Apóstoles esculpidos por Jorge Oteiza para el santuario Arantzazu, en Oñate.
Apóstoles esculpidos por Jorge Oteiza para el santuario Arantzazu, en Oñate.

Jorge Oteiza fue, sin duda, un gran escultor, entre el constructivismo y el minimalismo, pero su capacidad creadora trascendía cualquier lenguaje específico. Como es sabido, a finales de la década de los cincuenta, abandonó la escultura, entrando en este sentido en un silencio creador muy característico del arte de nuestra época, pero ello no significó, ni mucho menos, un desaparecer, porque justo en ese momento Oteiza entró en un trance frenético de actividad y activismo; esto es, entregándose a la creación de una obra literaria y ensayística, cuya edición crítica, emprendida por la Fundación-Museo Jorge Oteiza de Alzuza (Navarra), suma hasta el momento presente casi una decena de volúmenes. Además, junto a ella, también hay que reseñar una militancia constante, básicamente dedicada a lograr no solo la reanimación espiritual y estética del pueblo vasco, sino también beligerante en cualquier otro frente.
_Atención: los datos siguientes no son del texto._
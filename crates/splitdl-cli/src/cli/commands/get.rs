//! `splitdl get` – download one URL.

use anyhow::{Context, Result};
use splitdl_core::config::EngineConfig;
use splitdl_core::download::{download_url, DownloadStatus};
use splitdl_core::engine::{install_interrupt_handler, StopFlag};
use splitdl_core::transfer::{PieceDigests, ProgressSink, ProgressStats};
use splitdl_core::url_model::derive_filename;
use std::io::Write;
use std::path::{Path, PathBuf};

#[derive(Debug)]
pub struct GetArgs {
    pub url: String,
    pub output: Option<PathBuf>,
    pub connections: Option<usize>,
    pub force_restart: bool,
    pub quiet: bool,
    /// Piece length and the file listing one digest per piece.
    pub pieces: Option<(u64, PathBuf)>,
}

pub(crate) fn load_pieces(piece_length: u64, path: &Path) -> Result<PieceDigests> {
    if piece_length == 0 {
        anyhow::bail!("--piece-length must be positive");
    }
    let text = std::fs::read_to_string(path).with_context(|| format!("read {}", path.display()))?;
    let pieces = PieceDigests::parse(piece_length, &text).with_context(|| format!("parse {}", path.display()))?;
    Ok(pieces)
}

pub fn run_get(cfg: &EngineConfig, args: GetArgs) -> Result<()> {
    let mut cfg = cfg.clone();
    if let Some(n) = args.connections {
        cfg.max_connections = n;
    }
    let output = match args.output {
        Some(p) => p,
        None => std::env::current_dir()?.join(derive_filename(&args.url)),
    };

    let pieces = match &args.pieces {
        Some((len, path)) => Some(load_pieces(*len, path)?),
        None => None,
    };
    tracing::info!(url = %args.url, output = %output.display(), connections = cfg.connections(), "get");
    install_interrupt_handler();
    let sink: Option<ProgressSink> = if args.quiet {
        None
    } else {
        Some(Box::new(print_progress))
    };
    let report = download_url(
        &args.url,
        &output,
        &cfg,
        args.force_restart,
        pieces,
        StopFlag::new(),
        sink,
    )?;
    if !args.quiet {
        eprintln!();
    }
    match report.status {
        DownloadStatus::Complete => {
            println!("{} ({} bytes)", report.output.display(), report.total_length);
            if report.stats.retries > 0 || report.reopened_pieces > 0 {
                println!(
                    "retries: {}, corrupt segments: {}, re-fetched pieces: {}",
                    report.stats.retries, report.stats.corrupt_segments, report.reopened_pieces
                );
            }
            Ok(())
        }
        DownloadStatus::Stopped => {
            println!(
                "stopped at {} / {} bytes; run the same command again to resume",
                report.bytes_done, report.total_length
            );
            Ok(())
        }
    }
}

pub(crate) fn format_progress(s: &ProgressStats) -> String {
    let eta = s
        .eta_secs()
        .map(|e| format!("{:.0}s", e))
        .unwrap_or_else(|| "?".to_string());
    format!(
        "{:5.1}%  {} / {} bytes  {:.1} KiB/s  {} conn  eta {}",
        s.fraction() * 100.0,
        s.bytes_done,
        s.total_bytes,
        s.current_rate as f64 / 1024.0,
        s.active_connections,
        eta
    )
}

fn print_progress(s: &ProgressStats) {
    let mut err = std::io::stderr().lock();
    let _ = write!(err, "\r{}", format_progress(s));
    let _ = err.flush();
}
//! The unit of cooperative work and the per-tick context it runs in.

use std::time::Instant;

use crate::error::EngineResult;

/// Lifecycle of a queued command as seen by the scheduler.
#[derive(Debug, Clone, Copy, PartialEq, Eq)]
pub enum CommandState {
    /// Queued, never executed.
    Pending,
    /// Executed at least once and still queued.
    Active,
    /// Not due until the given instant.
    Sleeping(Instant),
    /// `execute` returned `Ok(true)`.
    Finished,
    /// `execute` returned an error.
    Failed,
}

/// A cooperatively scheduled step over shared state `S`.
///
/// `execute` must return quickly: it never blocks on I/O and returns
/// `Ok(false)` when it cannot make progress yet. `Ok(true)` removes the
/// command from the queue.
pub trait Command<S> {
    fn execute(&mut self, state: &mut S, tick: &mut Tick<S>) -> EngineResult<bool>;

    /// `Some(t)` while the command should not run before `t`.
    fn wake_at(&self) -> Option<Instant> {
        None
    }

    /// Short label for logs.
    fn name(&self) -> &'static str;
}

/// Context handed to `execute`: collects newly spawned commands (visible from
/// the next pass) and whether anything did real work this pass.
pub struct Tick<S> {
    now: Instant,
    spawned: Vec<Box<dyn Command<S>>>,
    busy: bool,
    wake_sleepers: bool,
}

impl<S> Tick<S> {
    pub(crate) fn new(now: Instant) -> Self {
        Self {
            now,
            spawned: Vec::new(),
            busy: false,
            wake_sleepers: false,
        }
    }

    /// Time at which the current pass started.
    pub fn now(&self) -> Instant {
        self.now
    }

    /// Queue a new command; it first runs in the next pass.
    pub fn spawn(&mut self, command: Box<dyn Command<S>>) {
        self.spawned.push(command);
    }

    /// Report that this step moved data or changed state, so the scheduler should not idle.
    pub fn mark_busy(&mut self) {
        self.busy = true;
    }

    /// Run every sleeping command in the next pass regardless of its wake time.
    pub fn wake_sleepers(&mut self) {
        self.wake_sleepers = true;
    }

    pub(crate) fn is_busy(&self) -> bool {
        self.busy
    }

    pub(crate) fn wants_wake(&self) -> bool {
        self.wake_sleepers
    }

    pub(crate) fn take_spawned(&mut self) -> Vec<Box<dyn Command<S>>> {
        std::mem::take(&mut self.spawned)
    }
}

#[cfg(test)]
impl<S> Tick<S> {
    /// Tick for driving a single command by hand in tests.
    pub(crate) fn for_test() -> Self {
        Self::new(Instant::now())
    }

    pub(crate) fn spawned(&self) -> &[Box<dyn Command<S>>] {
        &self.spawned
    }
}
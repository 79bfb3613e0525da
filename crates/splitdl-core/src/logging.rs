//! Logging setup: append to a file under the XDG state dir, or fall back to stderr.

use anyhow::Result;
use std::fs;
use std::io;
use std::path::PathBuf;
use tracing_subscriber::fmt::writer::BoxMakeWriter;
use tracing_subscriber::fmt::MakeWriter;
use tracing_subscriber::EnvFilter;

const DEFAULT_FILTER: &str = "info,splitdl=debug,splitdl_core=debug";

/// Per-event writer: a clone of the log file, or stderr if cloning failed.
enum LogTarget {
    File(fs::File),
    Stderr,
}

impl io::Write for LogTarget {
    fn write(&mut self, buf: &[u8]) -> io::Result<usize> {
        match self {
            LogTarget::File(f) => f.write(buf),
            LogTarget::Stderr => io::stderr().lock().write(buf),
        }
    }

    fn flush(&mut self) -> io::Result<()> {
        match self {
            LogTarget::File(f) => f.flush(),
            LogTarget::Stderr => io::stderr().lock().flush(),
        }
    }
}

struct LogFile(fs::File);

impl<'a> MakeWriter<'a> for LogFile {
    type Writer = LogTarget;

    fn make_writer(&'a self) -> Self::Writer {
        self.0
            .try_clone()
            .map(LogTarget::File)
            .unwrap_or(LogTarget::Stderr)
    }
}

fn env_filter() -> EnvFilter {
    EnvFilter::try_from_default_env().unwrap_or_else(|_| EnvFilter::new(DEFAULT_FILTER))
}

/// Path of the log file: `$XDG_STATE_HOME/splitdl/splitdl.log`.
pub fn log_path() -> Result<PathBuf> {
    let xdg_dirs = xdg::BaseDirectories::with_prefix("splitdl")?;
    Ok(xdg_dirs.get_state_home().join("splitdl").join("splitdl.log"))
}

/// Install a subscriber writing to [`log_path`]. Errors leave no subscriber
/// installed so the caller can use [`init_logging_stderr`] instead.
pub fn init_logging() -> Result<()> {
    let path = log_path()?;
    if let Some(dir) = path.parent() {
        fs::create_dir_all(dir)?;
    }
    let file = fs::OpenOptions::new().create(true).append(true).open(&path)?;

    tracing_subscriber::fmt()
        .with_env_filter(env_filter())
        .with_writer(BoxMakeWriter::new(LogFile(file)))
        .with_ansi(false)
        .try_init()
        .map_err(|e| anyhow::anyhow!("install log subscriber: {}", e))?;

    tracing::info!("splitdl logging to {}", path.display());
    Ok(())
}

pub fn init_logging_stderr() {
    let _ = tracing_subscriber::fmt()
        .with_env_filter(env_filter())
        .with_writer(io::stderr)
        .with_ansi(false)
        .try_init();
}
//! Per-connection throughput over a sliding window.

use std::collections::VecDeque;
use std::time::{Duration, Instant};

const WINDOW: Duration = Duration::from_secs(10);
/// Shortest span a rate is computed over, so the first chunk does not read as infinite speed.
const MIN_SPAN: Duration = Duration::from_millis(250);

#[derive(Debug)]
pub struct SpeedMeter {
    started: Instant,
    samples: VecDeque<(Instant, u64)>,
}

impl SpeedMeter {
    pub fn new(now: Instant) -> Self {
        Self {
            started: now,
            samples: VecDeque::new(),
        }
    }

    pub fn record(&mut self, now: Instant, bytes: u64) {
        self.samples.push_back((now, bytes));
        while let Some(&(t, _)) = self.samples.front() {
            if now.saturating_duration_since(t) > WINDOW {
                self.samples.pop_front();
            } else {
                break;
            }
        }
    }

    /// Bytes per second over the window ending at `now`.
    pub fn rate(&self, now: Instant) -> u64 {
        let window_start = now.checked_sub(WINDOW).unwrap_or(self.started).max(self.started);
        let bytes: u64 = self
            .samples
            .iter()
            .filter(|(t, _)| *t >= window_start)
            .map(|(_, b)| b)
            .sum();
        let span = now.saturating_duration_since(window_start).max(MIN_SPAN);
        (bytes as u128 * 1000 / span.as_millis().max(1)) as u64
    }
}
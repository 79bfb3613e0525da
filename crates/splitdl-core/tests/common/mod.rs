#![allow(dead_code)]

pub mod range_server;

/// Deterministic test body.
pub fn body(len: usize) -> Vec<u8> {
    (0u8..251).cycle().take(len).collect()
}
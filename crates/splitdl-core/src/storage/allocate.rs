//! Space reservation for a newly created destination file.

use std::fs::File;
use std::io::Write;

use serde::{Deserialize, Serialize};

#[cfg(unix)]
use std::os::unix::io::AsRawFd;

use super::monitor::AllocationMonitor;
use crate::error::{EngineError, EngineResult};

/// Chunk written per step when preallocating with zeros.
const ZERO_CHUNK: usize = 1024 * 1024;

/// How the destination file is reserved on first creation.
#[derive(Debug, Clone, Copy, PartialEq, Eq, Default, Serialize, Deserialize)]
#[serde(rename_all = "lowercase")]
pub enum FileAllocation {
    /// No reservation; the file grows as ranges are written.
    None,
    /// Write zeros through the whole length, reporting progress per chunk.
    #[default]
    Prealloc,
    /// `posix_fallocate` where available, else `set_len`.
    Falloc,
}

/// Reserve `size` bytes in a freshly created `file`, driving `monitor` from 0 to `size`.
pub(super) fn allocate(
    file: &mut File,
    size: u64,
    mode: FileAllocation,
    monitor: &mut AllocationMonitor,
) -> EngineResult<()> {
    match mode {
        FileAllocation::None => {}
        FileAllocation::Prealloc => {
            let zeros = vec![0u8; ZERO_CHUNK];
            let mut written = 0u64;
            while written < size {
                let n = (size - written).min(ZERO_CHUNK as u64) as usize;
                file.write_all(&zeros[..n])
                    .map_err(|e| EngineError::io("preallocate with zeros", e))?;
                written += n as u64;
                monitor.set_current_value(written)?;
                monitor.show_progress();
            }
        }
        FileAllocation::Falloc => fallocate(file, size)?,
    }
    monitor.set_current_value(monitor.max_value())?;
    monitor.show_progress();
    Ok(())
}

/// On Unix tries `posix_fallocate` for real block allocation; falls back to `set_len`.
fn fallocate(file: &File, size: u64) -> EngineResult<()> {
    #[cfg(unix)]
    {
        let fd = file.as_raw_fd();
        let r = unsafe { libc::posix_fallocate(fd, 0, size as libc::off_t) };
        if r == 0 {
            return Ok(());
        }
        tracing::debug!(errno = r, "posix_fallocate failed, falling back to set_len");
    }
    file.set_len(size)
        .map_err(|e| EngineError::io("set file length", e))
}
//! CLI command handlers, one per file.

mod checksum;
mod get;
mod status;

pub use checksum::run_checksum;
pub use get::{run_get, GetArgs};
pub use status::run_status;

#[cfg(test)]
pub(crate) use get::{format_progress, load_pieces};
#[cfg(test)]
pub(crate) use status::record_path as status_record_path;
El contenido de esta ingente producción escrita es de una variedad asombrosa, que demuestra la inquietud y erudición formidables de su autor. Porque Oteiza fue docto en casi todo: arte, arquitectura, estética, filosofía, teología, antropología, filología, música, historia, pedagogía, etcétera. Estaba al tanto de casi todo y basta con echar un vistazo a su notable biblioteca —hoy conservada, ordenada y estudiada en su maravilloso museo, diseñado por su íntimo amigo Sáenz de Oiza— para comprobar que Oteiza leía de primera mano y con prontitud todo lo que se publicaba de interesante en España y en el extranjero.

Hay, pues, muchos oteizas, no solo por la diversidad de asuntos abordados sino por la riquísima experiencia vital acumulada en su dilatada existencia. No hay que olvidar que Oteiza formó parte muy relevante de la interesante vanguardia artística donostiarra de antes de la Guerra Civil y que vivió casi tres lustros en América, donde no solo recorrió de arriba abajo casi todo el continente latinoamericano, sino que fue muy permeable a sus apasionantes caladeros artísticos entre 1930 y 1950.

Esa extraordinaria personalidad abierta a tan diferentes inquietudes le hace merecedor del calificativo de centauro metafísico, que él aplicó al pueblo vasco, “para mostrar la doble naturaleza, estética y religiosa, de nuestra alma tradicional, tomada así en nuestra prehistoria”, porque, en definitiva, como los antiguos grandes maestros de la vanguardia, él hizo suya la idea de la auténtica innovación, que es la de avanzar retrocediendo.